Pada masa kecil, Beliau adalah seorang
pangeran, bernama Siddharta. Pangeran
Siddharta dilahirkan dalam sebuah keluarga
kerajaan. Ayahnya adalah seorang raja yang
memerintah di kota Kapilavasthu. Pangeran
Siddharta dilahirkan pada tahun 623 sebelum
Masehi, jadi sekitar 2600 tahun yang lalu di
Taman Lumbini, saat Ratu Maha Maya berdiri memegang dahan pohon sal. Pada saat ia lahir,
dua arus kecil jatuh dari langit, yang satu dingin sedangkan yang lainnya hangat. Arus
tersebut membasuh tubuh Siddhartha. Siddhartha lahir dalam keadaan bersih tanpa noda,
berdiri tegak dan langsung dapat melangkah ke arah utara, berpijak bunga teratai. Oleh para
pertapa di bawah pimpinan Asita Kaladewala diramalkan bahwa Pangeran Siddharta kelak
akan menjadi Maharaja Diraja atau akan menjadi seorang Buddha. Mendengar ramalan
tersebut Sri Baginda menjadi cemas, karena apabila Sang Pangeran menjadi Buddha, tidak
ada yang akan mewarisi tahta kerajaannya. Oleh pertanyaan Sang Raja, para pertapa itu
menjelaskan agar Sang Pangeran jangan sampai melihat empat macam peristiwa, atau ia akan
menjadi pertapa dan menjadi Buddha.
Kata-kata pertapa Asita membuat Baginda tidak tenang siang dan malam, karena
khawatir kalau putra tunggalnya akan meninggalkan istana dan menjadi pertapa, mengembara
tanpa tempat tinggal.

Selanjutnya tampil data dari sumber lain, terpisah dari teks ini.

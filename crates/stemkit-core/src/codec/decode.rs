//! Audio decoding (Symphonia)

use std::fs::File;
use std::path::Path;

use symphonia::core::audio::SampleBuffer;
use symphonia::core::codecs::{DecoderOptions, CODEC_TYPE_NULL};
use symphonia::core::errors::Error as SymphoniaError;
use symphonia::core::formats::FormatOptions;
use symphonia::core::io::MediaSourceStream;
use symphonia::core::meta::MetadataOptions;
use symphonia::core::probe::Hint;

use super::DecodedAudio;
use crate::error::StageError;
use crate::hooks::{CancelCheck, ProgressSink};

/// Decode an audio file to interleaved stereo f32 at its native sample rate
///
/// Mono is duplicated to both channels; files with more than two channels
/// keep their first two. Cancellation is checked once per packet.
pub fn decode_file(
    path: &Path,
    progress: ProgressSink<'_>,
    should_cancel: CancelCheck<'_>,
) -> Result<DecodedAudio, StageError> {
    let file = File::open(path)
        .map_err(|e| StageError::failed(format!("cannot open {:?}: {}", path, e)))?;

    let mss = MediaSourceStream::new(Box::new(file), Default::default());

    let mut hint = Hint::new();
    if let Some(ext) = path.extension().and_then(|e| e.to_str()) {
        hint.with_extension(ext);
    }

    let probed = symphonia::default::get_probe()
        .format(&hint, mss, &FormatOptions::default(), &MetadataOptions::default())
        .map_err(|e| StageError::failed(format!("unsupported input {:?}: {}", path, e)))?;

    let mut format = probed.format;

    let track = format
        .tracks()
        .iter()
        .find(|t| t.codec_params.codec != CODEC_TYPE_NULL)
        .ok_or_else(|| StageError::failed("no audio track found"))?;

    let track_id = track.id;
    let total_frames = track.codec_params.n_frames;
    let sample_rate = track
        .codec_params
        .sample_rate
        .ok_or_else(|| StageError::failed("unknown sample rate"))?;
    let channels = track
        .codec_params
        .channels
        .map(|c| c.count())
        .unwrap_or(2);

    let mut decoder = symphonia::default::get_codecs()
        .make(&track.codec_params, &DecoderOptions::default())
        .map_err(|e| StageError::failed(format!("no decoder: {}", e)))?;

    let mut samples: Vec<f32> = Vec::new();
    let mut sample_buf: Option<SampleBuffer<f32>> = None;
    let mut source_channels = channels;

    loop {
        if should_cancel() {
            return Err(StageError::Cancelled);
        }

        let packet = match format.next_packet() {
            Ok(packet) => packet,
            Err(SymphoniaError::IoError(e)) if e.kind() == std::io::ErrorKind::UnexpectedEof => {
                break;
            }
            Err(SymphoniaError::ResetRequired) => break,
            Err(e) => {
                log::warn!("Error reading packet: {}", e);
                break;
            }
        };

        if packet.track_id() != track_id {
            continue;
        }

        let decoded = match decoder.decode(&packet) {
            Ok(decoded) => decoded,
            Err(SymphoniaError::DecodeError(e)) => {
                log::warn!("Error decoding packet: {}", e);
                continue;
            }
            Err(e) => return Err(StageError::failed(format!("decode error: {}", e))),
        };

        if sample_buf.is_none() {
            let spec = *decoded.spec();
            source_channels = spec.channels.count();
            sample_buf = Some(SampleBuffer::new(decoded.capacity() as u64, spec));
        }

        if let Some(ref mut buf) = sample_buf {
            buf.copy_interleaved_ref(decoded);
            samples.extend_from_slice(buf.samples());
        }

        if let Some(total) = total_frames.filter(|t| *t > 0) {
            progress((packet.ts() as f64 / total as f64).min(1.0));
        }
    }

    if samples.is_empty() {
        return Err(StageError::failed(format!("no audio decoded from {:?}", path)));
    }

    progress(1.0);

    let stereo = to_stereo(&samples, source_channels);
    log::debug!(
        "Decoded {:?}: {} frames at {}Hz from {} channels",
        path,
        stereo.len() / 2,
        sample_rate,
        source_channels
    );

    Ok(DecodedAudio {
        samples: stereo,
        sample_rate,
    })
}

/// Map interleaved audio with any channel count to interleaved stereo
pub(crate) fn to_stereo(samples: &[f32], channels: usize) -> Vec<f32> {
    match channels {
        0 => Vec::new(),
        1 => samples.iter().flat_map(|&s| [s, s]).collect(),
        2 => samples.to_vec(),
        n => samples
            .chunks_exact(n)
            .flat_map(|frame| [frame[0], frame[1]])
            .collect(),
    }
}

Untuk itu Baginda memilih banyak pelayan untuk merawat Pangeran
Siddharta, agar putra tunggalnya menikmati hidup keduniawian. Segala bentuk penderitaan
berusaha disingkirkan dari kehidupan Pangeran Siddharta, seperti sakit, umur tua, dan
kematian. Sehingga Pangeran hanya mengetahui kenikmatan duniawi.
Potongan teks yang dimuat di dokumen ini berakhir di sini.